Though he was not very intelligent, he talked a great deal and was evidently straightforward, so that the whole prison, even to the keepers and soldiers, soon knew that he was madly in love with his betrothed, that he was jealous and not certain that she would wait for him, even though he felt confident the court would soon set him free. Often the poor man wept the whole night through, moaning and tossing like a child in pain.

In addition to his other trials, Feklin was plagued by a strange malady, an unknown skin disease, which he had caught during a short detention in one of the prisons of the Ural region. When he showed me his back, I was dumfounded, for all of the skin was tattooed with a dark-blue design like acanthus leaves or like the pattern on a frozen window pane. We called the prison doctor, who had never seen or heard of such an infection. He studied Feklin for a long time, summoned other doctors from the town and finally called in a bacteriologist, who discovered that the man had been infected with some weeds, which penetrated the skin and developed quickly, causing his great suffering. When the diagnosis had been made, the nursing was easy and rapid, so that in a few short weeks Alexei Feklin lost the "botanical garden" which he had been carrying around on his back.

Finally the man's trial came, lasted two days and had a very sad ending. Sentenced to banishment north of the district of the Amur, the unfortunate man was in despair, sobbed like a child and beat his head against the wall.

"Never, never again shall I see my beloved Maria!" he cried, almost beside himself.

When only three days remained before he was to start his long, despairing journey, he was called to the warden's office. As he entered, he stopped, swayed for a second and swooned. Returning to consciousness, he saw above him the tear-stained but happy face of his betrothed, who had searched for him everywhere and had now finally discovered and joined him. On the following day the orthodox priest came to the prison and there, before the circle of the condemned, married this Spartan daughter of the rich merchant to the man who had been deprived of his rights as a citizen and banished to the tundras. Through her marriage with Feklin she lost by her own free will her citizen rights as well and assumed with him the life of banishment, whose full measure of denial and deprivation has never been sensed by anyone that has not spent years in those north Siberian wastes.

They began their wedding journey in a prison car that was to take them eastward, then up over the Ussuri line to Habarovsk, from where, by wagon and on foot, they were to travel to the wild, solitary spot in the Far North which the tribunal of justice had selected for their home. There among the marshes and the forests which rotted in them they were to build their nest and raise their brood to the life which their foster-mother, this Lady Justice, chose for them.

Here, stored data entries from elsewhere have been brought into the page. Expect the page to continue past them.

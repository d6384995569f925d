//! Split a document into the chunk store.

use std::path::PathBuf;

use anyhow::{Context, Result};
use tracing::info;

use crate::config::Config;
use crate::document::{Document, PageTrim};

pub struct ChunkArgs {
    pub document: PathBuf,
    /// Overrides `document.chunk_len`
    pub chunk_len: Option<usize>,
    /// Characters dropped at the start of each page
    pub header: usize,
    /// Offset where each page is cut, 0 keeps the rest of the page
    pub footer: usize,
    /// Overrides `paths.chunks`
    pub out: Option<PathBuf>,
}

/// Chunk the document and write the store; returns the chunk count.
pub fn run(config: &Config, args: ChunkArgs) -> Result<usize> {
    let chunk_len = args.chunk_len.unwrap_or(config.document.chunk_len);
    let document = Document::open(&args.document, chunk_len)?;
    let store = document.chunks(PageTrim::new(args.header, args.footer));

    let out = args.out.unwrap_or_else(|| config.paths.chunks.clone());
    store
        .save(&out)
        .with_context(|| format!("Failed to write chunks to {}", out.display()))?;

    info!(
        "{} -> {} chunks of at most {} characters",
        args.document.display(),
        store.len(),
        chunk_len
    );
    println!("{} chunks written to {}", store.len(), out.display());
    Ok(store.len())
}
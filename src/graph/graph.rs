use std::collections::{BTreeSet, HashMap};

use serde::{Deserialize, Serialize};
use tracing::info;

use super::facts::{AtomicFact, FactTable};
use super::normalizer::clean_string;
use crate::document::ChunkStore;
use crate::{Error, Result};

/// How node keys are matched against the fact text of other nodes.
#[derive(Debug, Clone, Copy, Default, PartialEq, Eq, Serialize, Deserialize)]
#[serde(rename_all = "snake_case")]
pub enum EdgeMatching {
    /// Literal, case-sensitive substring match
    #[default]
    Exact,
    /// Keys and fact text are lowercased before matching
    CaseInsensitive,
}

/// Graph node: a canonical key with its facts.
#[derive(Debug, Clone, PartialEq, Eq, Serialize, Deserialize)]
pub struct GraphNode {
    pub key: String,
    pub facts: Vec<AtomicFact>,
}

impl GraphNode {
    /// Fact texts joined with spaces, the text embedded for similarity search.
    pub fn document(&self) -> String {
        self.facts
            .iter()
            .map(|f| f.atom_fact.as_str())
            .collect::<Vec<_>>()
            .join(" ")
    }

    /// Cleaned `". "` concatenation used by the edge rule.
    fn match_text(&self, matching: EdgeMatching) -> String {
        let joined = self
            .facts
            .iter()
            .map(|f| f.atom_fact.as_str())
            .collect::<Vec<_>>()
            .join(". ");
        let cleaned = clean_string(&joined);
        match matching {
            EdgeMatching::Exact => cleaned,
            EdgeMatching::CaseInsensitive => cleaned.to_lowercase(),
        }
    }
}

/// Undirected knowledge graph keyed by canonical key.
///
/// Nodes keep the order of the normalized fact table. Adjacency is stored per
/// node index, so edges are symmetric and never duplicated.
#[derive(Debug, Clone, Default, PartialEq, Eq)]
pub struct KnowledgeGraph {
    nodes: Vec<GraphNode>,
    index: HashMap<String, usize>,
    adjacency: Vec<BTreeSet<usize>>,
}

impl KnowledgeGraph {
    pub fn new() -> Self {
        Self::default()
    }

    /// Build nodes from the canonical table and derive co-occurrence edges.
    ///
    /// Two keys are linked when each appears inside the other's cleaned fact
    /// text. The check is a plain substring test, so short keys connect widely.
    pub fn build(table: FactTable, matching: EdgeMatching) -> Self {
        let mut graph = Self::new();
        for (key, facts) in table {
            graph.push_node(GraphNode { key, facts });
        }

        let lookups: Vec<(String, String)> = graph
            .nodes
            .iter()
            .map(|node| {
                let key = match matching {
                    EdgeMatching::Exact => node.key.clone(),
                    EdgeMatching::CaseInsensitive => node.key.to_lowercase(),
                };
                (key, node.match_text(matching))
            })
            .collect();

        for i in 0..lookups.len() {
            for j in (i + 1)..lookups.len() {
                let (key_i, text_i) = &lookups[i];
                let (key_j, text_j) = &lookups[j];
                if key_i != key_j && text_j.contains(key_i.as_str()) && text_i.contains(key_j.as_str())
                {
                    graph.link(i, j);
                }
            }
        }

        info!(
            "Built graph with {} nodes and {} edges ({:?} matching)",
            graph.len(),
            graph.edge_count(),
            matching
        );
        graph
    }

    /// Assemble a graph from stored nodes and edges.
    pub(crate) fn from_parts(nodes: Vec<GraphNode>, edges: &[(usize, usize)]) -> Result<Self> {
        let mut graph = Self::new();
        for node in nodes {
            if graph.index.contains_key(&node.key) {
                return Err(Error::GraphFormat(format!("duplicate node '{}'", node.key)));
            }
            graph.push_node(node);
        }
        for &(a, b) in edges {
            if a >= graph.len() || b >= graph.len() {
                return Err(Error::GraphFormat(format!(
                    "edge {} -- {} references a missing node",
                    a, b
                )));
            }
            if a == b {
                return Err(Error::GraphFormat(format!(
                    "self-loop on '{}'",
                    graph.nodes[a].key
                )));
            }
            graph.link(a, b);
        }
        Ok(graph)
    }

    pub fn len(&self) -> usize {
        self.nodes.len()
    }

    pub fn is_empty(&self) -> bool {
        self.nodes.is_empty()
    }

    pub fn node(&self, key: &str) -> Option<&GraphNode> {
        self.index.get(key).map(|&idx| &self.nodes[idx])
    }

    pub fn nodes(&self) -> impl Iterator<Item = &GraphNode> {
        self.nodes.iter()
    }

    /// Adjacent nodes of `key`, or `None` if the key is not in the graph.
    pub fn neighbors(&self, key: &str) -> Option<Vec<&GraphNode>> {
        let idx = *self.index.get(key)?;
        Some(self.adjacency[idx].iter().map(|&n| &self.nodes[n]).collect())
    }

    pub fn has_edge(&self, a: &str, b: &str) -> bool {
        match (self.index.get(a), self.index.get(b)) {
            (Some(&ia), Some(&ib)) => self.adjacency[ia].contains(&ib),
            _ => false,
        }
    }

    pub fn edge_count(&self) -> usize {
        self.adjacency.iter().map(BTreeSet::len).sum::<usize>() / 2
    }

    /// Edges as node index pairs with `a < b`.
    pub fn edges(&self) -> impl Iterator<Item = (usize, usize)> + '_ {
        self.adjacency
            .iter()
            .enumerate()
            .flat_map(|(a, adj)| adj.iter().filter(move |&&b| a < b).map(move |&b| (a, b)))
    }

    /// Every chunk id referenced by a fact must exist in `store`.
    pub fn validate_chunks(&self, store: &ChunkStore) -> Result<()> {
        for node in &self.nodes {
            for fact in &node.facts {
                let id = fact.chunk_id as i64;
                if !store.contains(id) {
                    return Err(Error::ReferentialIntegrity(id));
                }
            }
        }
        Ok(())
    }

    fn push_node(&mut self, node: GraphNode) {
        self.index.insert(node.key.clone(), self.nodes.len());
        self.nodes.push(node);
        self.adjacency.push(BTreeSet::new());
    }

    fn link(&mut self, a: usize, b: usize) {
        self.adjacency[a].insert(b);
        self.adjacency[b].insert(a);
    }
}
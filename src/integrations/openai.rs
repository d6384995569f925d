//! OpenAI chat-completions client and the [`LanguageModel`] implementation on top of it.

use std::env;
use std::time::Duration;

use async_trait::async_trait;
use reqwest::{Client, StatusCode};
use serde::{Deserialize, Serialize};
use serde_json::{json, Value};
use tracing::debug;

use crate::llm::{ChatMessage, Decision, LanguageModel, OutputSchema, ToolSpec};
use crate::metrics;
use crate::{Error, Result};

pub const OPENAI_API_URL: &str = "https://api.openai.com/v1";

/// OpenAI client.
#[derive(Debug, Clone)]
pub struct OpenAIClient {
    http: Client,
    api_key: String,
    base_url: String,
}

impl OpenAIClient {
    /// Create client from environment variable.
    pub fn from_env() -> Result<Self> {
        let api_key = env::var("OPENAI_API_KEY")
            .map_err(|_| Error::Configuration("OPENAI_API_KEY is not set".to_string()))?;
        Self::new(api_key, Duration::from_secs(60))
    }

    /// Create client with API key and per-request timeout.
    pub fn new<S: Into<String>>(api_key: S, timeout: Duration) -> Result<Self> {
        let api_key = api_key.into();
        if api_key.trim().is_empty() {
            return Err(Error::Configuration("OPENAI_API_KEY is empty".to_string()));
        }

        let http = Client::builder()
            .user_agent("graph_reader/0.1.0")
            .timeout(timeout)
            .build()
            .map_err(|e| Error::Configuration(format!("HTTP client error: {}", e)))?;

        Ok(Self {
            http,
            api_key,
            base_url: OPENAI_API_URL.to_string(),
        })
    }

    /// Point the client at a compatible endpoint.
    pub fn with_base_url(mut self, base_url: impl Into<String>) -> Self {
        self.base_url = base_url.into().trim_end_matches('/').to_string();
        self
    }

    /// Chat completion returning the text of the first choice.
    pub async fn chat_completion(
        &self,
        messages: &[ChatMessage],
        model: &str,
        temperature: f32,
        max_tokens: u32,
    ) -> Result<String> {
        let request = ChatRequest {
            model,
            messages,
            temperature,
            max_tokens,
            response_format: None,
            tools: Vec::new(),
        };

        self.send(&request)
            .await?
            .content
            .ok_or_else(|| Error::Service("Empty response from OpenAI".to_string()))
    }

    /// Chat completion bound to a JSON schema; returns the raw message text.
    pub async fn structured_completion(
        &self,
        messages: &[ChatMessage],
        schema: &OutputSchema,
        model: &str,
        temperature: f32,
        max_tokens: u32,
    ) -> Result<String> {
        let request = ChatRequest {
            model,
            messages,
            temperature,
            max_tokens,
            response_format: Some(json!({
                "type": "json_schema",
                "json_schema": {
                    "name": schema.name,
                    "schema": schema.schema,
                    "strict": false
                }
            })),
            tools: Vec::new(),
        };

        self.send(&request)
            .await?
            .content
            .ok_or_else(|| Error::Service("Empty response from OpenAI".to_string()))
    }

    /// Chat completion with tools; returns the assistant message as is.
    pub async fn tool_completion(
        &self,
        messages: &[ChatMessage],
        tools: &[ToolSpec],
        model: &str,
        temperature: f32,
        max_tokens: u32,
    ) -> Result<ChatMessage> {
        let request = ChatRequest {
            model,
            messages,
            temperature,
            max_tokens,
            response_format: None,
            tools: tools
                .iter()
                .map(|tool| {
                    json!({
                        "type": "function",
                        "function": {
                            "name": tool.name,
                            "description": tool.description,
                            "parameters": tool.parameters
                        }
                    })
                })
                .collect(),
        };

        self.send(&request).await
    }

    async fn send(&self, request: &ChatRequest<'_>) -> Result<ChatMessage> {
        debug!(
            "OpenAI request: model={} messages={} tools={}",
            request.model,
            request.messages.len(),
            request.tools.len()
        );

        let response = self
            .http
            .post(format!("{}/chat/completions", self.base_url))
            .header("Authorization", format!("Bearer {}", self.api_key))
            .json(request)
            .send()
            .await
            .map_err(|e| Error::Service(format!("OpenAI request failed: {}", e)))?;

        let status = response.status();
        let text = response
            .text()
            .await
            .map_err(|e| Error::Service(format!("Failed to read response: {}", e)))?;

        if status == StatusCode::UNAUTHORIZED || status == StatusCode::FORBIDDEN {
            return Err(Error::Configuration(format!(
                "OpenAI rejected the API key ({}): {}",
                status, text
            )));
        }
        if !status.is_success() {
            return Err(Error::Service(format!("OpenAI error {}: {}", status, text)));
        }

        let chat_response: ChatResponse = serde_json::from_str(&text)
            .map_err(|e| Error::Service(format!("Invalid response: {}", e)))?;

        chat_response
            .choices
            .into_iter()
            .next()
            .map(|c| c.message)
            .ok_or_else(|| Error::Service("Empty response from OpenAI".to_string()))
    }
}

#[derive(Debug, Serialize)]
struct ChatRequest<'a> {
    model: &'a str,
    messages: &'a [ChatMessage],
    temperature: f32,
    max_tokens: u32,
    #[serde(skip_serializing_if = "Option::is_none")]
    response_format: Option<Value>,
    #[serde(skip_serializing_if = "Vec::is_empty")]
    tools: Vec<Value>,
}

#[derive(Debug, Deserialize)]
struct ChatResponse {
    choices: Vec<ChatChoice>,
}

#[derive(Debug, Deserialize)]
struct ChatChoice {
    message: ChatMessage,
}

/// Model name and sampling parameters used for every call.
#[derive(Debug, Clone, PartialEq, Serialize, Deserialize)]
pub struct ModelSettings {
    pub model: String,
    pub temperature: f32,
    pub max_tokens: u32,
}

impl Default for ModelSettings {
    fn default() -> Self {
        Self {
            model: "gpt-4o-mini".to_string(),
            temperature: 0.7,
            max_tokens: 2000,
        }
    }
}

/// [`LanguageModel`] backed by the OpenAI chat-completions API.
#[derive(Debug, Clone)]
pub struct OpenAIModel {
    client: OpenAIClient,
    settings: ModelSettings,
}

impl OpenAIModel {
    pub fn new(client: OpenAIClient, settings: ModelSettings) -> Self {
        Self { client, settings }
    }

    pub fn settings(&self) -> &ModelSettings {
        &self.settings
    }
}

fn tracked<T>(kind: &str, result: Result<T>) -> Result<T> {
    metrics::record_oracle_call(kind, result.is_ok());
    result
}

#[async_trait]
impl LanguageModel for OpenAIModel {
    async fn complete(&self, messages: &[ChatMessage]) -> Result<String> {
        let s = &self.settings;
        let result = self
            .client
            .chat_completion(messages, &s.model, s.temperature, s.max_tokens)
            .await;
        tracked("complete", result)
    }

    async fn complete_structured(
        &self,
        messages: &[ChatMessage],
        schema: &OutputSchema,
    ) -> Result<Value> {
        let s = &self.settings;
        let result = self
            .client
            .structured_completion(messages, schema, &s.model, s.temperature, s.max_tokens)
            .await
            .and_then(|text| {
                serde_json::from_str::<Value>(&text).map_err(|e| {
                    Error::SchemaViolation(format!("{} output is not JSON: {}", schema.name, e))
                })
            });
        tracked("structured", result)
    }

    async fn decide(&self, messages: &[ChatMessage], tools: &[ToolSpec]) -> Result<Decision> {
        let s = &self.settings;
        let result = self
            .client
            .tool_completion(messages, tools, &s.model, s.temperature, s.max_tokens)
            .await
            .and_then(|message| match (message.tool_calls, message.content) {
                (Some(calls), _) if !calls.is_empty() => Ok(Decision::ToolCalls(calls)),
                (_, Some(content)) => Ok(Decision::Final(content)),
                _ => Err(Error::Service("Empty response from OpenAI".to_string())),
            });
        tracked("decide", result)
    }
}
//! Answer a question over the built graph.

use std::sync::Arc;

use anyhow::{Context, Result};

use super::{language_model, node_indexer, prompts};
use crate::config::Config;
use crate::document::ChunkStore;
use crate::graph::KnowledgeGraph;
use crate::reader::{GraphReader, NotesSink, QuerySession, ReaderSettings};

/// Load the graph, chunks and index named by `config` into a reader.
pub fn reader(config: &Config) -> Result<GraphReader> {
    let graph = KnowledgeGraph::load_gml(&config.paths.graph)
        .with_context(|| format!("Failed to load graph {}", config.paths.graph.display()))?;
    let chunks = ChunkStore::load(&config.paths.chunks)
        .with_context(|| format!("Failed to load chunks {}", config.paths.chunks.display()))?;
    graph.validate_chunks(&chunks)?;

    let reader = GraphReader::new(
        language_model(config)?,
        Arc::new(graph),
        Arc::new(chunks),
        Arc::new(node_indexer(config)?),
        Arc::new(prompts(config)?),
        NotesSink::new(&config.reader.notes_path),
    )
    .with_settings(ReaderSettings {
        max_agent_steps: config.reader.max_agent_steps,
    });
    Ok(reader)
}

pub async fn run(config: &Config, query: &str, show_trace: bool) -> Result<String> {
    let session = reader(config)?.run(query).await?;
    if show_trace {
        print_trace(&session);
    }
    let answer = session.answer.unwrap_or_default();
    println!("{}", answer);
    Ok(answer)
}

fn print_trace(session: &QuerySession) {
    let stages: Vec<&str> = session.trace().iter().map(|s| s.as_str()).collect();
    println!("Query {}", session.id);
    println!("Stages: {}", stages.join(" -> "));
    println!("Plan: {}", session.plan);
    println!("Shortlist: {}", session.shortlisted_nodes.join(", "));
    println!("Selected: {}", session.selected_nodes.join(", "));
    println!("Chunks: {:?}", session.selected_chunk_ids);
    for action in &session.actions {
        println!("  {}", action);
    }
    println!();
}
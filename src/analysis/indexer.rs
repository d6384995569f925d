//! Node indexing and shortlist search

use std::collections::BTreeMap;
use std::future::Future;
use std::sync::Arc;
use std::time::Duration;

use rand::Rng;
use tracing::{debug, info, warn};

use super::embeddings::Embedder;
use super::vector_db::{IndexEntry, IndexSpec, Metric, ScoredMatch, SimilarityIndex};
use crate::graph::KnowledgeGraph;
use crate::{Error, Result};

/// Metadata field holding the node key.
pub const NODE_FIELD: &str = "node";

/// Indexing and search parameters.
#[derive(Debug, Clone, PartialEq)]
pub struct IndexerConfig {
    pub index: IndexSpec,
    /// Entries per upsert request
    pub batch_size: usize,
    /// Shortlist size for [`NodeIndexer::search`]
    pub top_k: usize,
    /// Retries after the first failed attempt of an index call
    pub max_retries: u32,
    pub backoff_base_ms: u64,
}

impl Default for IndexerConfig {
    fn default() -> Self {
        Self {
            index: IndexSpec {
                name: "graph-reader".to_string(),
                dimension: 384,
                metric: Metric::Cosine,
                region: "us-east-1".to_string(),
            },
            batch_size: 1000,
            top_k: 20,
            max_retries: 3,
            backoff_base_ms: 1000,
        }
    }
}

/// Embeds graph nodes into a similarity index and searches it.
pub struct NodeIndexer {
    embedder: Arc<dyn Embedder>,
    index: Arc<dyn SimilarityIndex>,
    config: IndexerConfig,
}

impl NodeIndexer {
    pub fn new(
        embedder: Arc<dyn Embedder>,
        index: Arc<dyn SimilarityIndex>,
        config: IndexerConfig,
    ) -> Result<Self> {
        if embedder.dimension() != config.index.dimension {
            return Err(Error::Configuration(format!(
                "embedder produces {}-dimensional vectors but index '{}' is {}-dimensional",
                embedder.dimension(),
                config.index.name,
                config.index.dimension
            )));
        }
        Ok(Self {
            embedder,
            index,
            config,
        })
    }

    pub fn config(&self) -> &IndexerConfig {
        &self.config
    }

    /// Embed every node and upsert it in batches; returns the number of entries.
    ///
    /// Entry ids are the node positions, so re-indexing the same graph
    /// overwrites instead of duplicating.
    pub async fn index_graph(&self, graph: &KnowledgeGraph) -> Result<usize> {
        let spec = &self.config.index;
        self.with_retry("create_index", || self.index.create_index(spec))
            .await?;

        let nodes: Vec<_> = graph.nodes().collect();
        let batch_size = self.config.batch_size.max(1);
        let mut indexed = 0usize;

        for (batch_no, batch) in nodes.chunks(batch_size).enumerate() {
            let documents: Vec<String> = batch.iter().map(|n| n.document()).collect();
            let vectors = self.embedder.embed_batch(&documents).await?;

            let entries: Vec<IndexEntry> = batch
                .iter()
                .zip(vectors)
                .enumerate()
                .map(|(offset, (node, vector))| IndexEntry {
                    id: (batch_no * batch_size + offset).to_string(),
                    vector,
                    metadata: BTreeMap::from([(NODE_FIELD.to_string(), node.key.clone())]),
                })
                .collect();

            self.with_retry("upsert", || self.index.upsert(&spec.name, &entries))
                .await?;
            indexed += entries.len();
            debug!("Upserted batch {} ({} entries)", batch_no, entries.len());
        }

        info!("Indexed {} nodes into '{}'", indexed, spec.name);
        Ok(indexed)
    }

    /// Top matches for `text` with their metadata.
    pub async fn search_matches(&self, text: &str, top_k: usize) -> Result<Vec<ScoredMatch>> {
        let vector = self.embedder.embed(text).await?;
        let name = &self.config.index.name;
        self.with_retry("query", || self.index.query(name, &vector, top_k, true))
            .await
    }

    /// Node keys most similar to `text`, best first.
    pub async fn search(&self, text: &str) -> Result<Vec<String>> {
        let matches = self.search_matches(text, self.config.top_k).await?;
        Ok(matches
            .into_iter()
            .filter_map(|m| m.metadata.get(NODE_FIELD).cloned())
            .collect())
    }

    async fn with_retry<T, F, Fut>(&self, what: &str, mut op: F) -> Result<T>
    where
        F: FnMut() -> Fut,
        Fut: Future<Output = Result<T>>,
    {
        let mut attempt = 0u32;
        loop {
            attempt += 1;
            match op().await {
                Ok(value) => return Ok(value),
                Err(e) if e.is_retryable() && attempt <= self.config.max_retries => {
                    let backoff = calculate_backoff(self.config.backoff_base_ms, attempt);
                    warn!(
                        attempt = attempt,
                        wait_ms = backoff,
                        "Index {} failed ({}), retrying after backoff",
                        what,
                        e
                    );
                    tokio::time::sleep(Duration::from_millis(backoff)).await;
                }
                Err(e) => return Err(e),
            }
        }
    }
}

/// Exponential backoff with up to 10% jitter.
fn calculate_backoff(base_ms: u64, attempt: u32) -> u64 {
    let delay = base_ms.saturating_mul(2u64.saturating_pow(attempt.saturating_sub(1)));
    let jitter = (delay / 10).max(1);
    delay + rand::thread_rng().gen_range(0..jitter)
}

Though their love was powerful and pure and could surely live down the greatest hardships, might not sickness and the all-searching cold of the north invade their poorly built shelter and extinguish their fire and with it the life of these two burning human souls? For a long time the prison could not forget Feklin and his Maria. Often, when the wind roared and blew driving snow against the prison windows, one of the prisoners would sigh and ask with evident emotion in his voice:

"Well, what about Alexei and Maria? Are they still alive?" No answer was possible to this heart-stirring question.